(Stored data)
————————

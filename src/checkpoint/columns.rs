// Copyright (c) 2025 Fabstir
// SPDX-License-Identifier: BUSL-1.1
//! Column mappings for the two checkpoint table layouts
//!
//! Positions are configuration, not code. The defaults match the sample
//! registration and retrieval tables shipped with the service documentation.

use serde::{Deserialize, Serialize};
use std::collections::HashSet;

#[derive(Debug, Clone, PartialEq, Eq, Serialize, Deserialize)]
#[serde(default)]
pub struct RegistrationColumns {
    pub file_reference: usize,
    pub file_path: usize,
    pub application_number: usize,
    pub application_date: usize,
    pub priority_number: usize,
    pub priority_date: usize,
    pub document_kind: usize,
    pub application_category: usize,
    pub access_code: usize,
    pub file_id: usize,
    pub registered: usize,
    pub ack_id: usize,
}

impl Default for RegistrationColumns {
    fn default() -> Self {
        Self {
            file_reference: 0,
            file_path: 1,
            application_number: 2,
            application_date: 3,
            priority_number: 4,
            priority_date: 5,
            document_kind: 6,
            application_category: 7,
            access_code: 8,
            file_id: 9,
            registered: 10,
            ack_id: 11,
        }
    }
}

impl RegistrationColumns {
    fn indices(&self) -> [(&'static str, usize); 12] {
        [
            ("file_reference", self.file_reference),
            ("file_path", self.file_path),
            ("application_number", self.application_number),
            ("application_date", self.application_date),
            ("priority_number", self.priority_number),
            ("priority_date", self.priority_date),
            ("document_kind", self.document_kind),
            ("application_category", self.application_category),
            ("access_code", self.access_code),
            ("file_id", self.file_id),
            ("registered", self.registered),
            ("ack_id", self.ack_id),
        ]
    }

    pub fn validate(&self) -> Result<(), String> {
        check_distinct("registration", &self.indices())
    }
}

#[derive(Debug, Clone, PartialEq, Eq, Serialize, Deserialize)]
#[serde(default)]
pub struct RetrievalColumns {
    pub priority_number: usize,
    pub priority_date: usize,
    pub document_kind: usize,
    pub access_code: usize,
    pub ack_id: usize,
    pub downloaded: usize,
}

impl Default for RetrievalColumns {
    fn default() -> Self {
        Self {
            priority_number: 0,
            priority_date: 1,
            document_kind: 2,
            access_code: 3,
            ack_id: 4,
            downloaded: 5,
        }
    }
}

impl RetrievalColumns {
    fn indices(&self) -> [(&'static str, usize); 6] {
        [
            ("priority_number", self.priority_number),
            ("priority_date", self.priority_date),
            ("document_kind", self.document_kind),
            ("access_code", self.access_code),
            ("ack_id", self.ack_id),
            ("downloaded", self.downloaded),
        ]
    }

    pub fn validate(&self) -> Result<(), String> {
        check_distinct("retrieval", &self.indices())
    }
}

fn check_distinct(layout: &str, indices: &[(&'static str, usize)]) -> Result<(), String> {
    let mut seen = HashSet::new();
    for (field, index) in indices {
        if !seen.insert(*index) {
            return Err(format!(
                "{} column {} for '{}' is mapped more than once",
                layout, index, field
            ));
        }
    }
    Ok(())
}
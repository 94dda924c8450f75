// Copyright (c) 2025 Fabstir
// SPDX-License-Identifier: BUSL-1.1
//! Credential signing
//!
//! Builds and signs the OAuth2 client assertion used to authenticate against
//! the DAS token endpoint.

pub mod assertion;
pub mod error;

pub use assertion::{AssertionClaims, AssertionSigner, Es256Signer, ASSERTION_LIFETIME_SECS};
pub use error::SignerError;
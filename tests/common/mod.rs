// Copyright (c) 2025 Fabstir
// SPDX-License-Identifier: BUSL-1.1
// Shared test doubles for the exchange API and the token endpoint
#![allow(dead_code)]

use async_trait::async_trait;
use bytes::Bytes;
use das_exchange_client::auth::{AccessToken, AuthError, TokenProvider, TokenSession};
use das_exchange_client::exchange::{
    ByteStream, DocumentAttributes, ExchangeApi, FileStatus, RegistrationAttributes,
    RemoteError, RemoteFileHandle,
};
use futures::StreamExt;
use std::collections::VecDeque;
use std::path::Path;
use std::sync::atomic::{AtomicU32, Ordering};
use std::sync::{Arc, Mutex};

/// Every call the mock exchange received, in order
#[derive(Debug, Clone, PartialEq, Eq)]
pub enum Call {
    ObtainFileId {
        file_reference: String,
        checksum: String,
        token: String,
    },
    RefreshUploadUrl {
        file_id: String,
        token: String,
    },
    Upload {
        url: String,
        size: usize,
        content_type: String,
    },
    PollStatus {
        file_id: String,
    },
    Register {
        document_number: String,
        file_id: String,
    },
    RequestAck {
        document_number: String,
    },
    DownloadUrl {
        ack_id: String,
    },
    Download {
        url: String,
    },
    Certificate {
        document_number: String,
    },
}

fn unscripted(operation: &str) -> RemoteError {
    RemoteError::Transport(format!("no scripted response for {}", operation))
}

fn pop<T>(queue: &Mutex<VecDeque<Result<T, RemoteError>>>, operation: &str) -> Result<T, RemoteError> {
    queue
        .lock()
        .unwrap()
        .pop_front()
        .unwrap_or_else(|| Err(unscripted(operation)))
}

fn body_stream(chunks: Vec<Bytes>) -> ByteStream {
    futures::stream::iter(chunks.into_iter().map(Ok)).boxed()
}

/// In-memory exchange with scripted responses. Each operation pops the next
/// scripted answer; an unscripted call fails with a transport error.
#[derive(Default)]
pub struct MockExchange {
    calls: Mutex<Vec<Call>>,
    handles: Mutex<VecDeque<Result<RemoteFileHandle, RemoteError>>>,
    refreshed_urls: Mutex<VecDeque<Result<String, RemoteError>>>,
    upload_statuses: Mutex<VecDeque<Result<u16, RemoteError>>>,
    file_statuses: Mutex<VecDeque<Result<FileStatus, RemoteError>>>,
    register_acks: Mutex<VecDeque<Result<String, RemoteError>>>,
    retrieval_acks: Mutex<VecDeque<Result<String, RemoteError>>>,
    download_urls: Mutex<VecDeque<Result<Option<String>, RemoteError>>>,
    downloads: Mutex<VecDeque<Result<Vec<Bytes>, RemoteError>>>,
    certificates: Mutex<VecDeque<Result<Vec<Bytes>, RemoteError>>>,
}

impl MockExchange {
    pub fn new() -> Self {
        Self::default()
    }

    pub fn with_file_handle(self, file_id: &str, upload_url: &str) -> Self {
        self.handles.lock().unwrap().push_back(Ok(RemoteFileHandle {
            file_id: file_id.to_string(),
            upload_url: upload_url.to_string(),
        }));
        self
    }

    pub fn with_refreshed_url(self, upload_url: &str) -> Self {
        self.refreshed_urls
            .lock()
            .unwrap()
            .push_back(Ok(upload_url.to_string()));
        self
    }

    pub fn with_upload_status(self, status: u16) -> Self {
        self.upload_statuses.lock().unwrap().push_back(Ok(status));
        self
    }

    pub fn with_upload_error(self, error: RemoteError) -> Self {
        self.upload_statuses.lock().unwrap().push_back(Err(error));
        self
    }

    pub fn with_file_status(self, status: FileStatus) -> Self {
        self.file_statuses.lock().unwrap().push_back(Ok(status));
        self
    }

    pub fn with_file_status_error(self, error: RemoteError) -> Self {
        self.file_statuses.lock().unwrap().push_back(Err(error));
        self
    }

    pub fn with_register_ack(self, ack_id: &str) -> Self {
        self.register_acks
            .lock()
            .unwrap()
            .push_back(Ok(ack_id.to_string()));
        self
    }

    pub fn with_register_error(self, error: RemoteError) -> Self {
        self.register_acks.lock().unwrap().push_back(Err(error));
        self
    }

    pub fn with_retrieval_ack(self, ack_id: &str) -> Self {
        self.retrieval_acks
            .lock()
            .unwrap()
            .push_back(Ok(ack_id.to_string()));
        self
    }

    pub fn with_download_url(self, url: Option<&str>) -> Self {
        self.download_urls
            .lock()
            .unwrap()
            .push_back(Ok(url.map(str::to_string)));
        self
    }

    pub fn with_download(self, body: &'static [u8]) -> Self {
        self.downloads
            .lock()
            .unwrap()
            .push_back(Ok(vec![Bytes::from_static(body)]));
        self
    }

    pub fn with_certificate(self, body: &'static [u8]) -> Self {
        self.certificates
            .lock()
            .unwrap()
            .push_back(Ok(vec![Bytes::from_static(body)]));
        self
    }

    pub fn with_certificate_error(self, error: RemoteError) -> Self {
        self.certificates.lock().unwrap().push_back(Err(error));
        self
    }

    pub fn calls(&self) -> Vec<Call> {
        self.calls.lock().unwrap().clone()
    }

    pub fn count(&self, matches: impl Fn(&Call) -> bool) -> usize {
        self.calls.lock().unwrap().iter().filter(|c| matches(c)).count()
    }

    pub fn upload_count(&self) -> usize {
        self.count(|c| matches!(c, Call::Upload { .. }))
    }

    fn log(&self, call: Call) {
        self.calls.lock().unwrap().push(call);
    }
}

#[async_trait]
impl ExchangeApi for MockExchange {
    async fn obtain_file_id_and_upload_url(
        &self,
        token: &AccessToken,
        file_reference: &str,
        _format_category: &str,
        checksum: &str,
    ) -> Result<RemoteFileHandle, RemoteError> {
        self.log(Call::ObtainFileId {
            file_reference: file_reference.to_string(),
            checksum: checksum.to_string(),
            token: token.secret().to_string(),
        });
        pop(&self.handles, "obtain_file_id_and_upload_url")
    }

    async fn refresh_upload_url(
        &self,
        token: &AccessToken,
        file_id: &str,
    ) -> Result<String, RemoteError> {
        self.log(Call::RefreshUploadUrl {
            file_id: file_id.to_string(),
            token: token.secret().to_string(),
        });
        pop(&self.refreshed_urls, "refresh_upload_url")
    }

    async fn upload_bytes(
        &self,
        upload_url: &str,
        bytes: Bytes,
        content_type: &str,
    ) -> Result<u16, RemoteError> {
        self.log(Call::Upload {
            url: upload_url.to_string(),
            size: bytes.len(),
            content_type: content_type.to_string(),
        });
        pop(&self.upload_statuses, "upload_bytes")
    }

    async fn poll_file_status(
        &self,
        _token: &AccessToken,
        file_id: &str,
    ) -> Result<FileStatus, RemoteError> {
        self.log(Call::PollStatus {
            file_id: file_id.to_string(),
        });
        pop(&self.file_statuses, "poll_file_status")
    }

    async fn register_file(
        &self,
        _token: &AccessToken,
        attrs: &RegistrationAttributes,
        file_id: &str,
    ) -> Result<String, RemoteError> {
        self.log(Call::Register {
            document_number: attrs.document.document_number.clone(),
            file_id: file_id.to_string(),
        });
        pop(&self.register_acks, "register_file")
    }

    async fn request_retrieval_ack(
        &self,
        _token: &AccessToken,
        document: &DocumentAttributes,
    ) -> Result<String, RemoteError> {
        self.log(Call::RequestAck {
            document_number: document.document_number.clone(),
        });
        pop(&self.retrieval_acks, "request_retrieval_ack")
    }

    async fn obtain_download_url(
        &self,
        _token: &AccessToken,
        _document: &DocumentAttributes,
        ack_id: &str,
    ) -> Result<Option<String>, RemoteError> {
        self.log(Call::DownloadUrl {
            ack_id: ack_id.to_string(),
        });
        pop(&self.download_urls, "obtain_download_url")
    }

    async fn download_bytes(&self, url: &str) -> Result<ByteStream, RemoteError> {
        self.log(Call::Download {
            url: url.to_string(),
        });
        pop(&self.downloads, "download_bytes").map(body_stream)
    }

    async fn get_certificate(
        &self,
        _token: &AccessToken,
        document: &DocumentAttributes,
    ) -> Result<ByteStream, RemoteError> {
        self.log(Call::Certificate {
            document_number: document.document_number.clone(),
        });
        pop(&self.certificates, "get_certificate").map(body_stream)
    }
}

/// Token endpoint double. Hands out `token-1`, `token-2`, ... or always refuses.
pub struct MockTokenProvider {
    issued: AtomicU32,
    reject: bool,
}

impl MockTokenProvider {
    pub fn new() -> Self {
        Self {
            issued: AtomicU32::new(0),
            reject: false,
        }
    }

    pub fn rejecting() -> Self {
        Self {
            issued: AtomicU32::new(0),
            reject: true,
        }
    }

    pub fn issued(&self) -> u32 {
        self.issued.load(Ordering::SeqCst)
    }
}

#[async_trait]
impl TokenProvider for MockTokenProvider {
    async fn obtain_token(&self) -> Result<AccessToken, AuthError> {
        if self.reject {
            return Err(AuthError::Rejected {
                status: 401,
                body: "invalid_client".to_string(),
            });
        }
        let n = self.issued.fetch_add(1, Ordering::SeqCst) + 1;
        Ok(AccessToken::new(format!("token-{}", n), Some(3600)))
    }
}

pub fn session(provider: &Arc<MockTokenProvider>) -> TokenSession {
    TokenSession::new(provider.clone())
}

pub const REGISTRATION_HEADER: &str = "fileReference,filePath,applicationNumber,applicationDate,priorityNumber,priorityDate,documentKind,applicationCategory,accessCode,fileId,registered,ackId";

pub const RETRIEVAL_HEADER: &str = "priorityNumber,priorityDate,documentKind,accessCode,ackId,downloaded";

/// Write a CSV table (header plus rows) and return its path
pub fn write_table(dir: &Path, name: &str, header: &str, rows: &[&str]) -> std::path::PathBuf {
    let path = dir.join(name);
    let mut content = String::from(header);
    content.push('\n');
    for row in rows {
        content.push_str(row);
        content.push('\n');
    }
    std::fs::write(&path, content).unwrap();
    path
}

/// Data cells of a reloaded table
pub fn read_rows(path: &Path) -> Vec<Vec<String>> {
    let mut reader = csv::ReaderBuilder::new()
        .has_headers(true)
        .flexible(true)
        .from_path(path)
        .unwrap();
    reader
        .records()
        .map(|r| r.unwrap().iter().map(str::to_string).collect())
        .collect()
}

/// Poll schedule short enough for tests
pub fn fast_poll(max_attempts: u32) -> das_exchange_client::config::PollConfig {
    das_exchange_client::config::PollConfig {
        initial_interval_ms: 1,
        max_interval_ms: 2,
        backoff_factor: 1.5,
        max_attempts,
        deadline_secs: None,
    }
}
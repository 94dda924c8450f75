// Copyright (c) 2025 Fabstir
// SPDX-License-Identifier: BUSL-1.1
//! Row-major checkpoint table backed by a CSV file
//!
//! Row 0 is the header. Every mutation rewrites the whole table so the file is
//! always a complete snapshot. The rewrite goes to a temporary file next to the
//! table which is then renamed over it.
//!
//! Only one process may write a given table at a time. Nothing here enforces it.

use std::path::{Path, PathBuf};
use tracing::debug;

use super::error::CheckpointError;

#[derive(Debug, Clone)]
pub struct CheckpointTable {
    path: PathBuf,
    rows: Vec<Vec<String>>,
}

impl CheckpointTable {
    /// Load a table from disk. The file must contain at least a header row.
    pub fn load(path: impl AsRef<Path>) -> Result<Self, CheckpointError> {
        let path = path.as_ref().to_path_buf();
        let mut reader = csv::ReaderBuilder::new()
            .has_headers(false)
            .flexible(true)
            .from_path(&path)
            .map_err(|source| CheckpointError::Read {
                path: path.clone(),
                source,
            })?;

        let mut rows = Vec::new();
        for record in reader.records() {
            let record = record.map_err(|source| CheckpointError::Read {
                path: path.clone(),
                source,
            })?;
            rows.push(record.iter().map(str::to_string).collect::<Vec<_>>());
        }

        if rows.is_empty() {
            return Err(CheckpointError::MissingHeader { path });
        }

        debug!(path = %path.display(), rows = rows.len() - 1, "Loaded checkpoint table");
        Ok(Self { path, rows })
    }

    pub fn path(&self) -> &Path {
        &self.path
    }

    pub fn header(&self) -> &[String] {
        &self.rows[0]
    }

    /// Number of data rows (header excluded)
    pub fn data_len(&self) -> usize {
        self.rows.len() - 1
    }

    /// Data rows in table order, paired with their absolute row index (first is 1)
    pub fn data_rows(&self) -> impl Iterator<Item = (usize, &[String])> {
        self.rows
            .iter()
            .enumerate()
            .skip(1)
            .map(|(index, row)| (index, row.as_slice()))
    }

    pub fn row(&self, row: usize) -> Option<&[String]> {
        self.rows.get(row).map(Vec::as_slice)
    }

    pub fn cell(&self, row: usize, column: usize) -> Option<&str> {
        self.rows
            .get(row)
            .and_then(|cells| cells.get(column))
            .map(String::as_str)
    }

    /// Set one cell and flush the whole table to disk.
    pub fn update(
        &mut self,
        row: usize,
        column: usize,
        value: impl Into<String>,
    ) -> Result<(), CheckpointError> {
        self.update_fields(row, &[(column, value.into())])
    }

    /// Set a group of cells in one row and flush once.
    pub fn update_fields(
        &mut self,
        row: usize,
        fields: &[(usize, String)],
    ) -> Result<(), CheckpointError> {
        if row == 0 {
            return Err(CheckpointError::HeaderRow { row });
        }
        let rows = self.rows.len();
        let cells = self
            .rows
            .get_mut(row)
            .ok_or(CheckpointError::RowOutOfRange { row, rows })?;

        for (column, value) in fields {
            if *column >= cells.len() {
                cells.resize(column + 1, String::new());
            }
            cells[*column] = value.clone();
        }

        self.flush()
    }

    fn flush(&self) -> Result<(), CheckpointError> {
        let dir = match self.path.parent() {
            Some(parent) if !parent.as_os_str().is_empty() => parent,
            _ => Path::new("."),
        };

        let staged = tempfile::NamedTempFile::new_in(dir)
            .map_err(|e| CheckpointError::write(&self.path, e))?;
        {
            let mut writer = csv::WriterBuilder::new()
                .flexible(true)
                .from_writer(staged.as_file());
            for row in &self.rows {
                writer
                    .write_record(row)
                    .map_err(|e| CheckpointError::write(&self.path, e))?;
            }
            writer
                .flush()
                .map_err(|e| CheckpointError::write(&self.path, e))?;
        }
        staged
            .as_file()
            .sync_all()
            .map_err(|e| CheckpointError::write(&self.path, e))?;
        staged
            .persist(&self.path)
            .map_err(|e| CheckpointError::write(&self.path, e.error))?;

        Ok(())
    }
}
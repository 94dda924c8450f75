// Copyright (c) 2025 Fabstir
// SPDX-License-Identifier: BUSL-1.1
//! OAuth2 client-credentials token provider
//!
//! Exchanges a signed client assertion for a short-lived bearer token at
//! `POST {issuer}/access_token`. A refused request is fatal to the run: no
//! further remote call can be authorized without a token.

use async_trait::async_trait;
use reqwest::Client;
use serde::Deserialize;
use std::fmt;
use std::sync::Arc;
use std::time::Duration;
use thiserror::Error;
use tracing::{debug, error, info};

use crate::config::{HttpConfig, OAuthConfig};
use crate::crypto::{AssertionClaims, AssertionSigner, Es256Signer, SignerError};

pub const CLIENT_CREDENTIALS_GRANT: &str = "client_credentials";
pub const JWT_BEARER_ASSERTION_TYPE: &str =
    "urn:ietf:params:oauth:client-assertion-type:jwt-bearer";

#[derive(Debug, Error)]
pub enum AuthError {
    #[error("Client assertion could not be produced: {0}")]
    Signing(#[from] SignerError),

    #[error("Token request failed: {0}")]
    Transport(String),

    #[error("Token endpoint refused the request: {status} - {body}")]
    Rejected { status: u16, body: String },

    #[error("Invalid token response: {0}")]
    InvalidResponse(String),
}

/// Short-lived bearer credential. Never persisted.
#[derive(Clone, PartialEq, Eq)]
pub struct AccessToken {
    access_token: String,
    pub expires_in: Option<u64>,
    pub token_type: Option<String>,
}

impl AccessToken {
    pub fn new(access_token: impl Into<String>, expires_in: Option<u64>) -> Self {
        Self {
            access_token: access_token.into(),
            expires_in,
            token_type: Some("Bearer".to_string()),
        }
    }

    pub fn secret(&self) -> &str {
        &self.access_token
    }
}

impl fmt::Debug for AccessToken {
    fn fmt(&self, f: &mut fmt::Formatter<'_>) -> fmt::Result {
        f.debug_struct("AccessToken")
            .field("access_token", &"<redacted>")
            .field("expires_in", &self.expires_in)
            .field("token_type", &self.token_type)
            .finish()
    }
}

#[derive(Debug, Deserialize)]
struct TokenResponse {
    access_token: Option<String>,
    expires_in: Option<u64>,
    token_type: Option<String>,
}

/// Source of access tokens
#[cfg_attr(test, mockall::automock)]
#[async_trait]
pub trait TokenProvider: Send + Sync {
    async fn obtain_token(&self) -> Result<AccessToken, AuthError>;
}

pub struct OAuthTokenProvider {
    config: OAuthConfig,
    signer: Arc<dyn AssertionSigner>,
    client: Client,
}

impl OAuthTokenProvider {
    pub fn new(
        config: OAuthConfig,
        signer: Arc<dyn AssertionSigner>,
        http: &HttpConfig,
    ) -> Result<Self, AuthError> {
        let client = Client::builder()
            .connect_timeout(Duration::from_secs(http.connect_timeout_secs))
            .timeout(Duration::from_secs(http.request_timeout_secs))
            .build()
            .map_err(|e| AuthError::Transport(format!("Failed to create HTTP client: {}", e)))?;

        Ok(Self {
            config,
            signer,
            client,
        })
    }

    /// Provider signing with the ES256 key named in the configuration
    pub fn from_config(config: OAuthConfig, http: &HttpConfig) -> Result<Self, AuthError> {
        let signer = Es256Signer::from_pem_file(&config.pem_file)?;
        Self::new(config, Arc::new(signer), http)
    }

    fn token_endpoint(&self) -> String {
        format!("{}/access_token", self.config.issuer.trim_end_matches('/'))
    }
}

#[async_trait]
impl TokenProvider for OAuthTokenProvider {
    async fn obtain_token(&self) -> Result<AccessToken, AuthError> {
        let now = chrono::Utc::now().timestamp().max(0) as u64;
        let claims = AssertionClaims::for_client(&self.config.client_id, &self.config.audience, now);
        let assertion = self.signer.sign(&claims)?;
        debug!(client_id = %self.config.client_id, "Signed client assertion");

        let response = self
            .client
            .post(self.token_endpoint())
            .form(&[
                ("grant_type", CLIENT_CREDENTIALS_GRANT),
                ("scope", self.config.scope.as_str()),
                ("client_assertion_type", JWT_BEARER_ASSERTION_TYPE),
                ("client_assertion", assertion.as_str()),
            ])
            .send()
            .await
            .map_err(|e| AuthError::Transport(e.to_string()))?;

        let status = response.status();
        if !status.is_success() {
            let body = response.text().await.unwrap_or_default();
            error!(status = status.as_u16(), body = %body, "Failed to get access token");
            return Err(AuthError::Rejected {
                status: status.as_u16(),
                body,
            });
        }

        let data: TokenResponse = response
            .json()
            .await
            .map_err(|e| AuthError::InvalidResponse(e.to_string()))?;
        let access_token = data
            .access_token
            .filter(|t| !t.is_empty())
            .ok_or_else(|| AuthError::InvalidResponse("missing access_token".to_string()))?;

        info!(expires_in = ?data.expires_in, "Access token obtained");
        Ok(AccessToken {
            access_token,
            expires_in: data.expires_in,
            token_type: data.token_type,
        })
    }
}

————————

Reply with the number of lines in the entries that hold the word "SignerError", and add no other words.

3